▶ _WHAT YOU WILL DO_
Spot each line in the records below where the word "eligible" occurs, then copy it.

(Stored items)

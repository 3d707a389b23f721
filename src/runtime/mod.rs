//! Frame-stepped scheduler core and public API
//!
//! This module provides the [`Project`] struct that owns every live
//! actor instance and in-flight script thread, and exposes the stepping
//! API consumed by the host loop: enqueue events at any time, advance
//! the whole simulation with [`Project::tick`].

use std::collections::{BTreeMap, HashSet};
use std::sync::Arc;

use serde::{Deserialize, Serialize};

// Submodules
pub mod actor;
pub mod error;
pub mod instance;
pub mod script;
pub mod sound;
pub mod spawn;
pub mod thread;
pub mod trace;

use actor::{Actor, ActorId, ActorRegistry};
use error::{InstanceResult, ProjectResult, ScriptFault};
use instance::{AttrValue, InstanceId, InstanceStore};
use script::{ScriptContext, ScriptHost, StepOutcome};
use sound::{NullSounds, SoundBackend};
use spawn::{EffectQueue, PendingGroup};
use thread::{Thread, ThreadGroup, ThreadState};
use trace::{StepDisposition, StepTrace};

// Re-export commonly used types
pub use error::{InstanceError, ProjectError};
pub use thread::GroupId;
pub use trace::TickRecord;

/// Configuration for a project
#[derive(Debug, Clone, Serialize, Deserialize)]
pub struct ProjectConfig {
    /// Retain every [`TickRecord`] for later inspection
    pub record_trace: bool,

    /// Upper bound on script faults kept for [`Project::take_faults`]
    pub max_retained_faults: usize,
}

impl Default for ProjectConfig {
    fn default() -> Self {
        Self {
            record_trace: true,
            max_retained_faults: 64,
        }
    }
}

/// The scheduler: owner of all actors, instances, and thread groups
///
/// Execution is strictly single-threaded cooperative. At most one thread
/// runs at a time, suspension happens only at explicit points inside a
/// handler body, and within one tick threads execute in the stable order
/// their triggering spawn was admitted.
pub struct Project {
    config: ProjectConfig,
    actors: ActorRegistry,
    instances: InstanceStore,
    groups: Vec<ThreadGroup>,
    effects: EffectQueue,
    sounds: Arc<dyn SoundBackend>,
    host: Box<dyn ScriptHost>,
    ticks: u64,
    faults: Vec<ScriptFault>,
    trace: Vec<TickRecord>,
}

impl Project {
    /// Create a project with the given configuration, script host, and
    /// sound backend
    pub fn new(
        config: ProjectConfig,
        host: Box<dyn ScriptHost>,
        sounds: Arc<dyn SoundBackend>,
    ) -> Self {
        Self {
            config,
            actors: ActorRegistry::new(),
            instances: InstanceStore::new(),
            groups: Vec::new(),
            effects: EffectQueue::new(),
            sounds,
            host,
            ticks: 0,
            faults: Vec::new(),
            trace: Vec::new(),
        }
    }

    /// Create a project with default configuration and no sound output
    pub fn with_defaults(host: Box<dyn ScriptHost>) -> Self {
        Self::new(ProjectConfig::default(), host, Arc::new(NullSounds))
    }

    /// Current configuration
    pub fn config(&self) -> &ProjectConfig {
        &self.config
    }

    /// Register an actor template
    ///
    /// Templates are meant to be registered at project load, before any
    /// event is enqueued.
    pub fn register_actor(&mut self, actor: Actor) -> ProjectResult<ActorId> {
        self.actors.register(actor)
    }

    /// Resolve an actor name
    pub fn actor_id(&self, name: &str) -> ProjectResult<ActorId> {
        self.actors.lookup(name)
    }

    /// Create an instance of a named actor with the given declared
    /// attributes
    pub fn create_instance(
        &mut self,
        actor: &str,
        attributes: impl IntoIterator<Item = (String, AttrValue)>,
    ) -> ProjectResult<InstanceId> {
        let actor = self.actors.lookup(actor)?;
        let attributes: BTreeMap<String, AttrValue> = attributes.into_iter().collect();
        Ok(self.instances.create(actor, attributes, None))
    }

    /// Enqueue a broadcast
    ///
    /// Callable at any time, including from outside any tick to inject
    /// synthetic events. Only ever enqueues: the set of instances (and
    /// everything else observable) is unchanged when this returns.
    pub fn broadcast(&mut self, name: &str) -> GroupId {
        self.effects
            .broadcast(name, None, &self.actors, &self.instances)
    }

    /// Start the project: enqueue every startup handler and schedule
    /// timer handlers relative to the current tick
    ///
    /// Subject to the same admission delay as any other event.
    pub fn start(&mut self) -> GroupId {
        let group = self.effects.startup(&self.actors, &self.instances);
        self.effects
            .schedule_timers(&self.actors, &self.instances, self.ticks);
        tracing::debug!(group = %group, "project started");
        group
    }

    /// Discard every thread group, pending spawn, and timer without
    /// running further body code
    ///
    /// Instances and their attributes are untouched.
    pub fn stop_all(&mut self) {
        let groups = self.groups.len();
        let pending = self.effects.pending_count();
        self.groups.clear();
        self.effects.clear();
        tracing::debug!(groups, pending, "all scripts stopped");
    }

    /// Remove an instance, forcing any thread still targeting it to
    /// terminate at its next scheduling opportunity
    ///
    /// Idempotent: removing twice has the same observable effect as
    /// removing once. Returns whether the instance was still live.
    pub fn remove_instance(&mut self, id: InstanceId) -> bool {
        self.instances.remove(id)
    }

    /// Read one attribute of one instance
    pub fn attribute(&self, id: InstanceId, name: &str) -> InstanceResult<AttrValue> {
        self.instances.attribute(id, name)
    }

    /// Write one attribute of one instance
    pub fn set_attribute(
        &mut self,
        id: InstanceId,
        name: &str,
        value: AttrValue,
    ) -> InstanceResult<()> {
        self.instances.set_attribute(id, name, value)
    }

    /// Live instances of a named actor, in creation order
    pub fn instances_of(&self, actor: &str) -> ProjectResult<Vec<InstanceId>> {
        let actor = self.actors.lookup(actor)?;
        Ok(self.instances.instances_of(actor))
    }

    /// Number of live instances across all actors
    pub fn instance_count(&self) -> usize {
        self.instances.len()
    }

    /// Number of live thread groups
    pub fn group_count(&self) -> usize {
        self.groups.len()
    }

    /// Number of recorded-but-not-yet-admitted spawns (timers included)
    pub fn pending_spawn_count(&self) -> usize {
        self.effects.pending_count()
    }

    /// Ticks elapsed since the project was created
    pub fn ticks_elapsed(&self) -> u64 {
        self.ticks
    }

    /// Drain the retained script faults
    pub fn take_faults(&mut self) -> Vec<ScriptFault> {
        std::mem::take(&mut self.faults)
    }

    /// Retained tick records, oldest first (empty unless
    /// [`ProjectConfig::record_trace`] is set)
    pub fn trace(&self) -> &[TickRecord] {
        &self.trace
    }

    /// Advance the whole simulation by one tick
    ///
    /// 1. Admit every pending spawn recorded before this tick began;
    ///    spawns recorded during this tick wait for the next one.
    /// 2. Give each eligible thread one execution opportunity, in stable
    ///    insertion order.
    /// 3. Capture requests issued by running code for the next tick.
    /// 4. Prune finished threads and drained groups.
    /// 5. Poll the sound backend for bookkeeping.
    pub fn tick(&mut self) -> TickRecord {
        let seq = self.ticks;
        let admitted = self.admit(seq);

        // Group-completion waits are judged against the groups alive as
        // execution begins; a group draining mid-tick wakes its waiters
        // on the following tick.
        let live: HashSet<GroupId> = self
            .groups
            .iter()
            .map(|group| group.id)
            .chain(self.effects.pending_ids())
            .collect();

        let mut steps = Vec::new();
        let mut faults = Vec::new();

        for group_index in 0..self.groups.len() {
            for thread_index in 0..self.groups[group_index].threads.len() {
                let group_id = self.groups[group_index].id;
                let thread = &mut self.groups[group_index].threads[thread_index];
                if !thread.state.is_alive() {
                    continue;
                }

                let instance = thread.instance;
                let body = thread.body;

                // Removal is the one cancellation primitive: a thread
                // whose instance is gone ends here, before any body code
                // and regardless of what it was waiting for.
                if !self.instances.contains(instance) {
                    thread.state = ThreadState::Terminated;
                    tracing::debug!(
                        group = %group_id, instance = %instance,
                        "thread terminated; instance removed"
                    );
                    steps.push(StepTrace {
                        group: group_id,
                        instance,
                        body,
                        outcome: StepDisposition::Terminated,
                    });
                    continue;
                }

                let eligible = match &mut thread.state {
                    ThreadState::Running => true,
                    ThreadState::Suspended { wait, .. } => {
                        wait.poll(&live, self.sounds.as_ref())
                    }
                    _ => false,
                };
                if !eligible {
                    continue;
                }

                let resume =
                    match std::mem::replace(&mut thread.state, ThreadState::Running) {
                        ThreadState::Suspended { continuation, .. } => Some(continuation),
                        _ => None,
                    };

                let mut ctx = ScriptContext::new(
                    &self.actors,
                    &mut self.instances,
                    &mut self.effects,
                    self.sounds.as_ref(),
                    instance,
                );
                let outcome = self.host.step(&mut ctx, body, instance, resume);

                let thread = &mut self.groups[group_index].threads[thread_index];
                let disposition = match outcome {
                    StepOutcome::Completed => {
                        thread.state = ThreadState::Completed;
                        StepDisposition::Completed
                    }
                    StepOutcome::Suspended { continuation, wait } => {
                        thread.state = ThreadState::Suspended { continuation, wait };
                        StepDisposition::Suspended
                    }
                    StepOutcome::Terminated(error) => {
                        thread.state = ThreadState::Terminated;
                        let message = format!("{error:#}");
                        tracing::error!(
                            group = %group_id, instance = %instance, body = %body,
                            error = %message,
                            "unhandled script error"
                        );
                        faults.push(ScriptFault {
                            instance,
                            body,
                            message,
                        });
                        StepDisposition::Terminated
                    }
                };
                steps.push(StepTrace {
                    group: group_id,
                    instance,
                    body,
                    outcome: disposition,
                });
            }
        }

        for group in &mut self.groups {
            group.prune();
        }
        self.groups.retain(|group| {
            if group.threads.is_empty() {
                tracing::debug!(group = %group.id, "group drained");
                false
            } else {
                true
            }
        });

        let active_performances = self.sounds.active_count();
        tracing::trace!(seq, active_performances, "external poll");

        self.ticks += 1;
        let record = TickRecord::new(seq, admitted, steps, faults.clone(), active_performances);

        self.faults.extend(faults);
        if self.faults.len() > self.config.max_retained_faults {
            let excess = self.faults.len() - self.config.max_retained_faults;
            self.faults.drain(..excess);
        }
        if self.config.record_trace {
            self.trace.push(record.clone());
        }
        record
    }

    /// Convert every admissible pending spawn into a live thread group
    fn admit(&mut self, seq: u64) -> Vec<GroupId> {
        let admissible = self.effects.drain_admissible(seq);
        let mut admitted = Vec::with_capacity(admissible.len());

        for PendingGroup { id, event, entries } in admissible {
            let threads: Vec<Thread> = entries
                .into_iter()
                .filter(|entry| {
                    let live = self.instances.contains(entry.instance);
                    if !live {
                        tracing::debug!(
                            group = %id, instance = %entry.instance,
                            "spawn entry dropped; instance removed"
                        );
                    }
                    live
                })
                .map(|entry| Thread::new(entry.instance, entry.body))
                .collect();

            tracing::debug!(group = %id, threads = threads.len(), "group admitted");
            admitted.push(id);
            self.groups.push(ThreadGroup { id, event, threads });
        }
        admitted
    }
}
//! Error types for the Troupe runtime
//!
//! Domain errors use thiserror; failures raised inside user scripts cross
//! the host boundary as opaque `anyhow::Error` values and are surfaced as
//! [`ScriptFault`] records rather than aborting the tick.

use thiserror::Error;

use super::instance::InstanceId;
use super::script::BodyId;

/// Top-level project error
#[derive(Debug, Error)]
pub enum ProjectError {
    /// Instance store misuse
    #[error("instance error: {0}")]
    Instance(#[from] InstanceError),

    /// No actor registered under the given name
    #[error("no actor named '{0}'")]
    UnknownActor(String),

    /// An actor with this name is already registered
    #[error("actor '{0}' is already registered")]
    DuplicateActor(String),
}

/// Convenience result alias for project operations
pub type ProjectResult<T> = std::result::Result<T, ProjectError>;

/// Instance store errors
///
/// These indicate programming errors in the core or its caller; correct
/// use never produces them, so they are returned to the caller rather
/// than silently ignored.
#[derive(Debug, Error)]
pub enum InstanceError {
    /// The instance id does not name a live instance
    #[error("no instance with id {0}")]
    NoSuchInstance(InstanceId),

    /// The attribute name was not declared when the instance was created
    #[error("instance {instance} has no attribute '{name}'")]
    NoSuchAttribute {
        /// Instance that was addressed
        instance: InstanceId,
        /// Undeclared attribute name
        name: String,
    },
}

/// Convenience result alias for instance store operations
pub type InstanceResult<T> = std::result::Result<T, InstanceError>;

/// Record of an unrecovered error raised by a script body
///
/// A fault terminates only the offending thread. The error itself is
/// logged when the thread is torn down; the record keeps the rendered
/// message so diagnostics stay cloneable and serializable.
#[derive(Debug, Clone, PartialEq, Eq, serde::Serialize, serde::Deserialize)]
pub struct ScriptFault {
    /// Instance the faulting thread was running against
    pub instance: InstanceId,
    /// Handler body that raised the error
    pub body: BodyId,
    /// Rendered error chain
    pub message: String,
}

impl std::fmt::Display for ScriptFault {
    fn fmt(&self, f: &mut std::fmt::Formatter<'_>) -> std::fmt::Result {
        write!(
            f,
            "script fault on instance {} (body {}): {}",
            self.instance, self.body, self.message
        )
    }
}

▶ _RESULT BELOW_
    /// 2. Give each eligible thread one execution opportunity, in stable
                let eligible = match &mut thread.state {
                if !eligible {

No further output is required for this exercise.